* [WORK REQUEST]: The job is to find each line in the entries holding the string "title" and copy that line.

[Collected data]
// SPDX-License-Identifier: MIT OR Apache-2.0
//! Node graph engine for the Lumo shader authoring tool.
//!
//! This crate provides:
//! - Typed slots and links ([`slot`]) with kind and direction validation
//! - Nodes and the capability-lookup behavior trait ([`node`])
//! - The graph itself ([`graph`]): link management with immediate
//!   propagation and withdrawal, cached topological execution order,
//!   deferred node removal
//! - Structural events for the editor ([`notification`])
//! - Serializable blueprints ([`blueprint`]) rebuilt through the node
//!   registry
//! - Built-in behaviors ([`nodes`]) adapting rendering modules and data
//!   producers to the graph
//! - The per-frame driver ([`manager`])

pub mod blueprint;
pub mod graph;
pub mod manager;
pub mod node;
pub mod nodes;
pub mod notification;
pub mod slot;

pub use blueprint::GraphBlueprint;
pub use graph::{Graph, LinkError};
pub use manager::NodeManager;
pub use node::{ExecuteContext, ExecutionPolicy, Node, NodeBehavior, NodeId, NodeRegistry};
pub use notification::{GraphEvent, Notification};
pub use slot::{Slot, SlotDirection, SlotId, SlotKind, SlotRef};
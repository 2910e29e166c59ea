// SPDX-License-Identifier: MIT OR Apache-2.0
//! GPU-agnostic rendering core for the Lumo node-graph authoring tool.
//!
//! This crate provides:
//! - The resource provider boundary ([`provider::ResourceProvider`]) that
//!   abstracts the graphics backend behind opaque handles and copied
//!   descriptor structs
//! - The pass lifecycle state machine ([`pass::Pass`]) with coalesced
//!   resize/upload/descriptor dirty flags and ping-pong double buffering
//! - The module layer ([`module::Module`]) composing passes into effects
//!   with per-frame chain relinking
//! - The capability interfaces ([`interface`]) every producer/consumer
//!   resource hand-off goes through
//! - A headless provider ([`headless::HeadlessProvider`]) for tests and
//!   dry runs

pub mod headless;
pub mod interface;
pub mod module;
pub mod pass;
pub mod provider;

pub use module::Module;
pub use pass::{Pass, PassState, PassWork, SubStageDesc};
pub use provider::{
    BufferInfo, Command, CommandList, ImageFormat, ImageInfo, ProviderError, ResourceProvider,
    ShaderSource,
};
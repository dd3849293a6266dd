//! Loading observations from delimited text

use crate::core::data::{Dataset, Observation};
use crate::core::traits::DatasetSource;
use crate::utils::error::{AppError, AppResult};
use std::fs::File;
use std::io::Read;
use std::path::{Path, PathBuf};

/// A delimited file with a header row
#[derive(Debug, Clone)]
pub struct CsvSource {
    pub path: PathBuf,
    pub delimiter: u8,
    pub group_column: String,
    pub outcome_column: String,
}

impl CsvSource {
    pub fn new(
        path: impl Into<PathBuf>,
        group_column: impl Into<String>,
        outcome_column: impl Into<String>,
    ) -> Self {
        Self {
            path: path.into(),
            delimiter: b',',
            group_column: group_column.into(),
            outcome_column: outcome_column.into(),
        }
    }

    pub fn with_delimiter(mut self, delimiter: u8) -> Self {
        self.delimiter = delimiter;
        self
    }

    /// Parse observations from any reader using this source's settings
    pub fn read_from<R: Read>(&self, reader: R) -> AppResult<Dataset> {
        let mut csv_reader = csv::ReaderBuilder::new()
            .delimiter(self.delimiter)
            .has_headers(true)
            .trim(csv::Trim::All)
            .from_reader(reader);

        let headers = csv_reader.headers()?.clone();
        let group_idx = column_index(&headers, &self.group_column)?;
        let outcome_idx = column_index(&headers, &self.outcome_column)?;

        let mut dataset = Dataset::new(&self.group_column, &self.outcome_column);

        for record in csv_reader.records() {
            let record = record?;
            let line = record.position().map(|p| p.line()).unwrap_or_default();

            let group = record.get(group_idx).unwrap_or("");
            let outcome = record.get(outcome_idx).unwrap_or("");
            if group.is_empty() || outcome.is_empty() {
                log::debug!("line {}: empty group or outcome, skipping", line);
                dataset.skipped_rows += 1;
                continue;
            }

            let converted = parse_outcome(outcome).ok_or_else(|| AppError::InvalidOutcome {
                line,
                value: outcome.to_string(),
            })?;
            dataset.push(Observation::new(group, converted));
        }

        if dataset.skipped_rows > 0 {
            log::warn!(
                "skipped {} row(s) with an empty '{}' or '{}' value",
                dataset.skipped_rows,
                self.group_column,
                self.outcome_column
            );
        }

        if dataset.is_empty() {
            return Err(AppError::EmptyDataset);
        }

        log::debug!("loaded {} observations", dataset.len());
        Ok(dataset)
    }
}

impl DatasetSource for CsvSource {
    fn load_dataset(&self) -> AppResult<Dataset> {
        log::info!("reading observations from {}", self.path.display());
        let file = File::open(&self.path).map_err(|e| {
            AppError::Io(format!("Failed to open {}: {}", self.path.display(), e))
        })?;
        self.read_from(file)
    }

    fn describe(&self) -> String {
        self.path.display().to_string()
    }
}

fn column_index(headers: &csv::StringRecord, name: &str) -> AppResult<usize> {
    headers
        .iter()
        .position(|h| h == name)
        .ok_or_else(|| AppError::MissingColumn {
            column: name.to_string(),
            available: headers.iter().map(str::to_string).collect(),
        })
}

/// Interpret a binary outcome cell: 0/1, 0.0/1.0 or true/false
pub fn parse_outcome(value: &str) -> Option<bool> {
    match value.to_ascii_lowercase().as_str() {
        "1" | "1.0" | "true" => Some(true),
        "0" | "0.0" | "false" => Some(false),
        _ => None,
    }
}

/// Convenience for callers holding a path and column names
pub fn load_csv(
    path: &Path,
    group_column: &str,
    outcome_column: &str,
    delimiter: u8,
) -> AppResult<Dataset> {
    CsvSource::new(path, group_column, outcome_column)
        .with_delimiter(delimiter)
        .load_dataset()
}
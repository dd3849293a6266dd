use clap::{Parser, Subcommand, Args};
use serde::{Deserialize, Serialize};
use std::path::PathBuf;
use anyhow::Result;
use crate::config::Config;
use crate::commands::{analyze, summary, configure};
use crate::core::ztest::Alternative;

#[derive(Parser)]
#[command(name = "abtest")]
#[command(about = "Two-proportion significance test for A/B conversion data")]
#[command(version)]
pub struct Cli {
    #[arg(short, long, value_name = "FILE", global = true)]
    pub config: Option<PathBuf>,

    #[arg(short, long, global = true, help = "Enable debug logging")]
    pub debug: bool,

    #[arg(long, global = true, help = "Disable coloured output")]
    pub no_color: bool,

    #[command(subcommand)]
    pub command: Option<Commands>,
}

impl Commands {
    pub fn execute(self, config: Config) -> Result<()> {
        match self {
            Commands::Analyze(args) => {
                analyze::handle_analyze_command(config, &args)?;
            }
            Commands::Summary(args) => {
                summary::handle_summary_command(config, &args)?;
            }
            Commands::Config(args) => {
                configure::handle_config_command(config, args.command)?;
            }
        }
        Ok(())
    }
}

#[derive(Subcommand)]
pub enum Commands {
    /// Run the significance test (default when no subcommand is given)
    Analyze(AnalyzeArgs),

    /// Show per-group conversion counts without testing
    Summary(SummaryArgs),

    /// Configuration management
    Config(ConfigArgs),
}

/// Where to read observations from; overrides the `[data]` config section
#[derive(Args, Default, Clone)]
pub struct DataArgs {
    #[arg(short, long, value_name = "FILE", help = "Delimited data file")]
    pub input: Option<PathBuf>,

    #[arg(long, help = "Column holding the group label")]
    pub group_column: Option<String>,

    #[arg(long, help = "Column holding the 0/1 conversion outcome")]
    pub outcome_column: Option<String>,

    #[arg(long, help = "Field delimiter (single ASCII character)")]
    pub delimiter: Option<char>,
}

#[derive(Args, Default, Clone)]
pub struct AnalyzeArgs {
    #[command(flatten)]
    pub data: DataArgs,

    #[arg(short, long, help = "Treatment group label")]
    pub treatment: Option<String>,

    #[arg(long, help = "Control group label")]
    pub control: Option<String>,

    #[arg(short, long, help = "Significance threshold")]
    pub alpha: Option<f64>,

    #[arg(long, value_enum)]
    pub alternative: Option<Alternative>,

    #[arg(short, long, value_enum)]
    pub format: Option<OutputFormat>,
}

#[derive(Args, Default, Clone)]
pub struct SummaryArgs {
    #[command(flatten)]
    pub data: DataArgs,

    #[arg(short, long, value_enum)]
    pub format: Option<OutputFormat>,
}

#[derive(clap::ValueEnum, Clone, Copy, Debug, Default, PartialEq, Eq, Serialize, Deserialize)]
#[serde(rename_all = "lowercase")]
pub enum OutputFormat {
    #[default]
    Text,
    Json,
}

#[derive(Args)]
pub struct ConfigArgs {
    #[command(subcommand)]
    pub command: Option<ConfigCommands>,
}

#[derive(Subcommand, Clone)]
pub enum ConfigCommands {
    /// Show current configuration
    Show,

    /// Print the configuration file location
    Path,

    /// Reset configuration to defaults
    Reset,
}
//! Core business logic layer
//!
//! Data structures, loading, the statistical test and the analysis that
//! combines them.

pub mod analysis;
pub mod data;
pub mod loader;
pub mod operations;
pub mod traits;
pub mod ztest;
use colored::*;

pub struct OutputStyle;

impl OutputStyle {
    pub fn title(text: &str) -> ColoredString {
        text.bright_blue().bold()
    }

    pub fn header(text: &str) -> ColoredString {
        text.bold()
    }

    pub fn label(text: &str) -> ColoredString {
        text.cyan()
    }

    pub fn group(text: &str) -> ColoredString {
        text.bright_cyan()
    }

    pub fn number(text: &str) -> ColoredString {
        text.bright_yellow()
    }

    pub fn success(text: &str) -> ColoredString {
        text.green()
    }

    pub fn error(text: &str) -> ColoredString {
        text.red()
    }

    pub fn warning(text: &str) -> ColoredString {
        text.yellow()
    }

    pub fn info(text: &str) -> ColoredString {
        text.blue()
    }

    pub fn muted(text: &str) -> ColoredString {
        text.dimmed()
    }

    // Formatting helpers
    pub fn separator() -> String {
        "-".repeat(50)
    }

    pub fn header_separator() -> String {
        "*".repeat(50)
    }

    pub fn print_header(title: &str) {
        println!("{}", Self::title(title));
        println!("{}", Self::separator());
    }

    pub fn print_field_colored(label: &str, value: &str, color_fn: impl Fn(&str) -> ColoredString) {
        println!("{:>16}: {}", Self::label(label), color_fn(value));
    }
}

/// Turn colour output on or off for the rest of the process
pub fn set_color_enabled(enabled: bool) {
    if !enabled {
        colored::control::set_override(false);
    }
}

pub fn print_success(message: &str) {
    println!("✅ {}", OutputStyle::success(message));
}
//! Core data structures for conversion analysis
//!
//! A `Dataset` holds one `Observation` per subject. Aggregation turns it into
//! a `GroupTable` of per-group conversion counts.

use crate::core::ztest::Proportion;
use crate::utils::error::{AppError, AppResult};
use serde::Serialize;
use std::collections::BTreeMap;

/// One subject: which group it was in and whether it converted
#[derive(Debug, Clone, PartialEq, Eq)]
pub struct Observation {
    pub group: String,
    pub converted: bool,
}

impl Observation {
    pub fn new(group: impl Into<String>, converted: bool) -> Self {
        Self {
            group: group.into(),
            converted,
        }
    }
}

/// Rows loaded from a data source
#[derive(Debug, Clone, Default)]
pub struct Dataset {
    pub observations: Vec<Observation>,
    pub group_column: String,
    pub outcome_column: String,
    /// Rows dropped because the group label or outcome was empty
    pub skipped_rows: usize,
}

/// Conversion counts for a single group
#[derive(Debug, Clone, PartialEq, Serialize)]
pub struct GroupSummary {
    pub label: String,
    pub conversions: u64,
    pub observations: u64,
    pub conversion_rate: f64,
}

/// Per-group summaries ordered by label
#[derive(Debug, Clone, Default, PartialEq, Serialize)]
#[serde(transparent)]
pub struct GroupTable {
    groups: BTreeMap<String, GroupSummary>,
}

impl Dataset {
    pub fn new(group_column: impl Into<String>, outcome_column: impl Into<String>) -> Self {
        Self {
            observations: Vec::new(),
            group_column: group_column.into(),
            outcome_column: outcome_column.into(),
            skipped_rows: 0,
        }
    }

    pub fn push(&mut self, observation: Observation) {
        self.observations.push(observation);
    }

    pub fn len(&self) -> usize {
        self.observations.len()
    }

    pub fn is_empty(&self) -> bool {
        self.observations.is_empty()
    }

    /// Aggregate conversions and observation counts per group
    pub fn summarize(&self) -> GroupTable {
        let mut counts: BTreeMap<&str, (u64, u64)> = BTreeMap::new();
        for obs in &self.observations {
            let entry = counts.entry(obs.group.as_str()).or_insert((0, 0));
            if obs.converted {
                entry.0 += 1;
            }
            entry.1 += 1;
        }

        let groups = counts
            .into_iter()
            .map(|(label, (conversions, observations))| {
                (
                    label.to_string(),
                    GroupSummary::new(label, conversions, observations),
                )
            })
            .collect();

        GroupTable { groups }
    }
}

impl GroupSummary {
    pub fn new(label: impl Into<String>, conversions: u64, observations: u64) -> Self {
        let proportion = Proportion::new(conversions, observations);
        Self {
            label: label.into(),
            conversions,
            observations,
            conversion_rate: proportion.rate(),
        }
    }

    pub fn proportion(&self) -> Proportion {
        Proportion::new(self.conversions, self.observations)
    }
}

impl GroupTable {
    pub fn get(&self, label: &str) -> Option<&GroupSummary> {
        self.groups.get(label)
    }

    /// Look up a group that the analysis cannot proceed without
    pub fn require(&self, label: &str) -> AppResult<&GroupSummary> {
        self.get(label).ok_or_else(|| AppError::MissingGroup {
            label: label.to_string(),
            found: self.labels(),
        })
    }

    pub fn labels(&self) -> Vec<String> {
        self.groups.keys().cloned().collect()
    }

    pub fn iter(&self) -> impl Iterator<Item = &GroupSummary> {
        self.groups.values()
    }

    pub fn len(&self) -> usize {
        self.groups.len()
    }

    pub fn is_empty(&self) -> bool {
        self.groups.is_empty()
    }

    pub fn total_observations(&self) -> u64 {
        self.iter().map(|g| g.observations).sum()
    }
}

impl std::fmt::Display for GroupSummary {
    fn fmt(&self, f: &mut std::fmt::Formatter<'_>) -> std::fmt::Result {
        write!(
            f,
            "{}: {}/{} ({:.6})",
            self.label, self.conversions, self.observations, self.conversion_rate
        )
    }
}
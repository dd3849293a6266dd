use crate::cli::{OutputFormat, SummaryArgs};
use crate::commands::apply_data_args;
use crate::config::Config;
use crate::core::operations::ExperimentOperations;
use crate::core::traits::{DatasetSource, ExperimentAnalysis};
use crate::utils::OutputStyle;
use crate::utils::report::{render_group_table, render_summary_json};
use anyhow::{Context, Result};

pub fn handle_summary_command(
    mut config: Config,
    args: &SummaryArgs,
) -> Result<()> {
    apply_data_args(&mut config, &args.data)?;
    config.validate()?;

    let format = args.format.unwrap_or(config.general.format);
    let operations = ExperimentOperations::new(config);

    let groups = operations
        .summarize()
        .with_context(|| format!("Failed to summarize {}", operations.describe()))?;

    match format {
        OutputFormat::Text => {
            OutputStyle::print_header("Test groups statistics:");
            print!("{}", render_group_table(&groups));
            println!(
                "{}",
                OutputStyle::muted(&format!(
                    "{} groups, {} observations",
                    groups.len(),
                    groups.total_observations()
                ))
            );
        }
        OutputFormat::Json => println!("{}", render_summary_json(&groups)?),
    }

    Ok(())
}
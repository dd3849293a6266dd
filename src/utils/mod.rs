pub mod error;
pub mod format;
pub mod output;
pub mod report;

pub use error::*;
pub use output::*;
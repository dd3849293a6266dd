//! Core trait definitions
//!
//! These traits separate where observations come from and what is done with
//! them, so the analysis can run over files, in-memory data or test fixtures.

use crate::core::analysis::AnalysisReport;
use crate::core::data::{Dataset, GroupTable};
use crate::utils::error::AppResult;

/// Anything that can produce a dataset of observations
pub trait DatasetSource {
    /// Load every observation from the source
    fn load_dataset(&self) -> AppResult<Dataset>;

    /// Human-readable name of the source for logs and messages
    fn describe(&self) -> String;
}

/// Analysis operations over a loaded source
pub trait ExperimentAnalysis {
    /// Per-group conversion counts
    fn summarize(&self) -> AppResult<GroupTable>;

    /// Significance test between the treatment and control groups
    fn analyze(&self) -> AppResult<AnalysisReport>;
}
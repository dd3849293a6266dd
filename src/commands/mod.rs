pub mod analyze;
pub mod configure;
pub mod summary;

use crate::cli::DataArgs;
use crate::config::Config;
use anyhow::{Context, Result};

/// Layer `--input`/column/delimiter flags over the `[data]` config section
pub fn apply_data_args(config: &mut Config, args: &DataArgs) -> Result<()> {
    if let Some(input) = &args.input {
        config.data.file = input.clone();
    }
    if let Some(column) = &args.group_column {
        config.data.group_column = column.clone();
    }
    if let Some(column) = &args.outcome_column {
        config.data.outcome_column = column.clone();
    }
    if let Some(delimiter) = args.delimiter {
        config.data.delimiter = u8::try_from(delimiter)
            .ok()
            .filter(u8::is_ascii)
            .with_context(|| format!("Delimiter '{}' is not a single ASCII character", delimiter))?;
    }
    Ok(())
}
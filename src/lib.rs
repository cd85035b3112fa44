// Library root module for request-metrics
// Prometheus request metrics for axum applications: default per-request
// series, route-level tracking layers and the metrics endpoint.
//
// Numan Thabit 2025 Nov

pub mod config;
pub mod defaults;
pub mod errors;
pub mod exporter;
pub mod exposition;
pub mod labels;
pub mod metrics;
pub mod multiprocess;
pub mod request;
pub mod server;
pub mod summary;
pub mod track;

pub use config::{ExporterSettings, GroupBy, MetricsOptions, Prefix, RuntimeEnv, NO_PREFIX};
pub use errors::{ExporterError, Result};
pub use exporter::MetricsExporter;
pub use labels::{LabelValue, Labels, Outcome};
pub use metrics::MetricKind;
pub use request::{current_request, RequestInfo};
pub use track::{TrackLayer, Tracker};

* [ANSWER BOX]:
    pub fn title(text: &str) -> ColoredString {
    pub fn print_header(title: &str) {
        println!("{}", Self::title(title));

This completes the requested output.